[Opening Provided records section]

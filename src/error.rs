//! Error taxonomy for scanning, dispatch and rendering

use thiserror::Error;

/// Errors surfaced by the atlas library.
///
/// Resolution errors (`UnknownComponentKind`, `UnknownExportFormat`) are
/// raised synchronously and never retried. A `ScanFailure` propagates out of
/// `AtlasManager::scan` but is converted into an inline error record by the
/// analysis engine.
#[derive(Debug, Error)]
pub enum AtlasError {
    #[error("unknown component kind: {0}")]
    UnknownComponentKind(String),

    #[error("unknown export format: {0}")]
    UnknownExportFormat(String),

    #[error("failed to scan {kind}: {message}")]
    ScanFailure { kind: String, message: String },

    #[error("failed to render {format}: {message}")]
    RenderFailure { format: String, message: String },

    #[error("parser error: {0}")]
    Parser(String),

    #[error(transparent)]
    Io(#[from] std::io::Error),

    #[error(transparent)]
    Serialization(#[from] serde_json::Error),
}

impl AtlasError {
    pub fn scan(kind: impl Into<String>, message: impl ToString) -> Self {
        Self::ScanFailure {
            kind: kind.into(),
            message: message.to_string(),
        }
    }

    pub fn render(format: impl Into<String>, message: impl ToString) -> Self {
        Self::RenderFailure {
            format: format.into(),
            message: message.to_string(),
        }
    }
}

/// Library result alias
pub type Result<T> = std::result::Result<T, AtlasError>;

#[cfg(test)]
mod tests {
    use super::*;

    #[test]
    fn test_error_messages() {
        let err = AtlasError::UnknownComponentKind("widgets".into());
        assert_eq!(err.to_string(), "unknown component kind: widgets");

        let err = AtlasError::scan("models", "boom");
        assert_eq!(err.to_string(), "failed to scan models: boom");

        let err = AtlasError::render("html", "template missing");
        assert_eq!(err.to_string(), "failed to render html: template missing");
    }

    #[test]
    fn test_io_error_converts() {
        let io = std::io::Error::new(std::io::ErrorKind::NotFound, "gone");
        let err: AtlasError = io.into();
        assert!(matches!(err, AtlasError::Io(_)));
    }
}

[Closing Provided records section]

How to complete this task = Among the lines of these entries, find those that contain "impl". Give their number and nothing else.

Your response = 3